Limitations of current LLM pre-training methods

LLMs are AI models pre-trained on a vast amount of data to become capable of generating human-like languages. An example of LLMs is ChatGPT, a chatbot developed by the research organization OpenAI.

 

Currently, the pre-training of LLMs mainly relies on contextual word prediction. Similar method is used to pre-train generative artificial intelligence (GenAI) platforms, which can generate images, videos and other data apart from text in response to written prompts, to process language. While this approach, coupled with extensive training data, has produced impressive results, it fails to capture the full complexity of human language comprehension. 

 

Power of next sentence prediction

To address this limitation, the PolyU research team has investigated the use of next sentence prediction (NSP) in training LLMs.

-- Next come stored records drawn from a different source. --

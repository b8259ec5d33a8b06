//! Permission policy engine
//!
//! Turns the per-tool [`Permission`] table into an execute/block decision.
//! The table is plain data: the registry owns it behind its single lock, so
//! every mutation and every decision goes through one choke point.

use super::types::{ApprovalReason, Decision, Permission, Policy};
use crate::core::ExecuteOptions;
use crate::ToolError;
use std::collections::{BTreeMap, BTreeSet};
use tracing::info;

/// Per-tool permissions plus the immutable deny set
#[derive(Debug, Clone)]
pub struct PolicyEngine {
    permissions: BTreeMap<String, Permission>,
    denied: BTreeSet<String>,
}

impl PolicyEngine {
    /// Derive permissions for every registered tool name
    pub fn new<'a>(policy: &Policy, tool_names: impl IntoIterator<Item = &'a str>) -> Self {
        let permissions = tool_names
            .into_iter()
            .map(|name| (name.to_string(), policy.permission_for(name)))
            .collect();

        Self {
            permissions,
            denied: policy.deny.clone(),
        }
    }

    /// Decide whether a call may run.
    ///
    /// `force` satisfies the approval step for this call only; it never
    /// overrides the deny set.
    pub fn decide(&self, name: &str, options: &ExecuteOptions) -> Decision {
        if self.denied.contains(name) {
            return Decision::Denied;
        }

        let permission = self.permissions.get(name).copied().unwrap_or_default();
        if permission.is_unattended() || options.force {
            return Decision::Authorized;
        }

        if permission.allowed {
            Decision::NeedsApproval(ApprovalReason::ConfirmationRequired)
        } else {
            Decision::NeedsApproval(ApprovalReason::NotYetAllowed)
        }
    }

    pub fn is_denied(&self, name: &str) -> bool {
        self.denied.contains(name)
    }

    pub fn get(&self, name: &str) -> Option<Permission> {
        self.permissions.get(name).copied()
    }

    /// All permissions, sorted by tool name
    pub fn snapshot(&self) -> Vec<(String, Permission)> {
        self.permissions
            .iter()
            .map(|(name, perm)| (name.clone(), *perm))
            .collect()
    }

    pub fn set_allowed(&mut self, name: &str, allowed: bool) -> Result<(), ToolError> {
        let permission = self.entry(name)?;
        permission.allowed = allowed;
        info!(tool = name, allowed, "Permission updated");
        Ok(())
    }

    pub fn set_require_confirmation(&mut self, name: &str, required: bool) -> Result<(), ToolError> {
        let permission = self.entry(name)?;
        permission.require_confirmation = required;
        info!(tool = name, require_confirmation = required, "Permission updated");
        Ok(())
    }

    /// Allow a tool. With `always` the confirmation flag is cleared too, so
    /// later calls in this session skip the approval step entirely.
    pub fn allow(&mut self, name: &str, always: bool) -> Result<(), ToolError> {
        let permission = self.entry(name)?;
        permission.allowed = true;
        if always {
            permission.require_confirmation = false;
        }
        info!(tool = name, always, "Tool allowed");
        Ok(())
    }

    fn entry(&mut self, name: &str) -> Result<&mut Permission, ToolError> {
        self.permissions
            .get_mut(name)
            .ok_or_else(|| ToolError::NotFound(name.to_string()))
    }
}

#[cfg(test)]
mod tests {
    use super::*;

    const TOOLS: &[&str] = &["ls", "cat", "execute_shell_command", "write_file", "pwd"];

    fn engine() -> PolicyEngine {
        let policy = Policy::new()
            .allow("ls")
            .ask("cat")
            .deny("execute_shell_command")
            .allow("write_file")
            .require_confirmation("write_file");
        PolicyEngine::new(&policy, TOOLS.iter().copied())
    }

    #[test]
    fn test_decisions() {
        let engine = engine();
        let plain = ExecuteOptions::default();

        assert_eq!(engine.decide("ls", &plain), Decision::Authorized);
        assert_eq!(
            engine.decide("cat", &plain),
            Decision::NeedsApproval(ApprovalReason::NotYetAllowed)
        );
        assert_eq!(
            engine.decide("write_file", &plain),
            Decision::NeedsApproval(ApprovalReason::ConfirmationRequired)
        );
        assert_eq!(engine.decide("execute_shell_command", &plain), Decision::Denied);
        // unlisted tools default to ask
        assert_eq!(
            engine.decide("pwd", &plain),
            Decision::NeedsApproval(ApprovalReason::NotYetAllowed)
        );
    }

    #[test]
    fn test_force_never_overrides_deny() {
        let mut engine = engine();
        let forced = ExecuteOptions::forced();

        assert_eq!(engine.decide("cat", &forced), Decision::Authorized);
        assert_eq!(engine.decide("execute_shell_command", &forced), Decision::Denied);

        engine.allow("execute_shell_command", true).unwrap();
        engine.set_require_confirmation("execute_shell_command", false).unwrap();
        assert_eq!(engine.decide("execute_shell_command", &forced), Decision::Denied);
        assert!(engine.is_denied("execute_shell_command"));
    }

    #[test]
    fn test_always_allow_clears_confirmation() {
        let mut engine = engine();
        let plain = ExecuteOptions::default();

        engine.allow("write_file", false).unwrap();
        assert_eq!(
            engine.decide("write_file", &plain),
            Decision::NeedsApproval(ApprovalReason::ConfirmationRequired)
        );

        engine.allow("write_file", true).unwrap();
        assert_eq!(engine.decide("write_file", &plain), Decision::Authorized);
        assert_eq!(
            engine.get("write_file"),
            Some(Permission {
                allowed: true,
                require_confirmation: false
            })
        );
    }

    #[test]
    fn test_toggles() {
        let mut engine = engine();
        let plain = ExecuteOptions::default();

        engine.set_allowed("ls", false).unwrap();
        assert_eq!(
            engine.decide("ls", &plain),
            Decision::NeedsApproval(ApprovalReason::NotYetAllowed)
        );

        engine.set_allowed("cat", true).unwrap();
        assert_eq!(engine.decide("cat", &plain), Decision::Authorized);

        engine.set_require_confirmation("cat", true).unwrap();
        assert_eq!(
            engine.decide("cat", &plain),
            Decision::NeedsApproval(ApprovalReason::ConfirmationRequired)
        );
    }

    #[test]
    fn test_unknown_tool_mutation() {
        let mut engine = engine();
        assert_eq!(
            engine.set_allowed("nope", true),
            Err(ToolError::NotFound("nope".into()))
        );
        assert!(engine.get("nope").is_none());
        assert_eq!(engine.snapshot().len(), TOOLS.len());
    }
}
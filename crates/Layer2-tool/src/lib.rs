//! # toolgate-tool
//!
//! Tool execution layer for Toolgate:
//! - Registry: one gated `execute` entry point (policy, rate limit, deadline)
//! - Sandbox: path confinement that survives symlink indirection
//! - Limiter: per-tool sliding-window rate limits and timeouts
//! - Builtin tools: shell, filesystem and system tools
//! - Runner: host process execution with cancellation
//! - Format: terminal rendering of results

pub mod builtin;
pub mod context;
pub mod format;
pub mod limiter;
pub mod registry;
pub mod runner;
pub mod sandbox;

pub use context::RuntimeContext;
pub use format::{format_block, format_inline, OutputFilter, INLINE_PREVIEW_CHARS};
pub use limiter::{RateLimitStats, RateLimiter, TimeoutPolicy, RATE_WINDOW};
pub use registry::{
    BatchStats, ToolRegistry, ToolRegistryBuilder, CANCEL_GRACE, DEFAULT_MAX_CONCURRENCY,
};
pub use runner::HostRunner;
pub use sandbox::Sandbox;

// Re-export builtin tools
pub use builtin::{
    CatTool, FindTool, LsTool, MkdirTool, MvTool, PwdTool, ReadlinkTool, RmTool, ShellTool,
    StatTool, SystemInfoTool, TouchTool, WhichTool, WriteFileTool,
};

The NSP task simulates a key aspect of human discourse-level comprehension by evaluating the coherence of sentence pairs. By incorporating NSP into model training, the team examined the correlation between the model's data and brain activation. 

 

The research team trained two models, one with NSP enhancement and the other without, both also learned word prediction. The study found that LLMs trained with NSP matched human brain activity in multiple areas much better than those trained only with contextual word prediction. The NSP mechanism also nicely maps onto established neural models of human discourse comprehension.

 

Implications for AI and neuroscience

The results, on the one hand, enable researchers to stimulate LLMs’ discourse comprehension through NSP, helping AI understand humans better. On the other hand, they also give new insights into how human brains work. For example, scientists can better understand how the brain processes full discourse such as conversations.

 

Professor Li said, “Our findings suggest that diverse learning tasks such as NSP can improve LLMs to be more human-like and potentially closer to human intelligence. The study can also bring about interaction and collaboration between researchers in AI and neurocognition. This will stimulate future studies on AI-informed brain and brain-inspired AI.”

 

This discovery has brought important insights to brain studies and the development of AI models, which can shed light on outstanding questions in language neuroscience.

 

Professor Li’s study has been published in the academic journal Sciences Advances.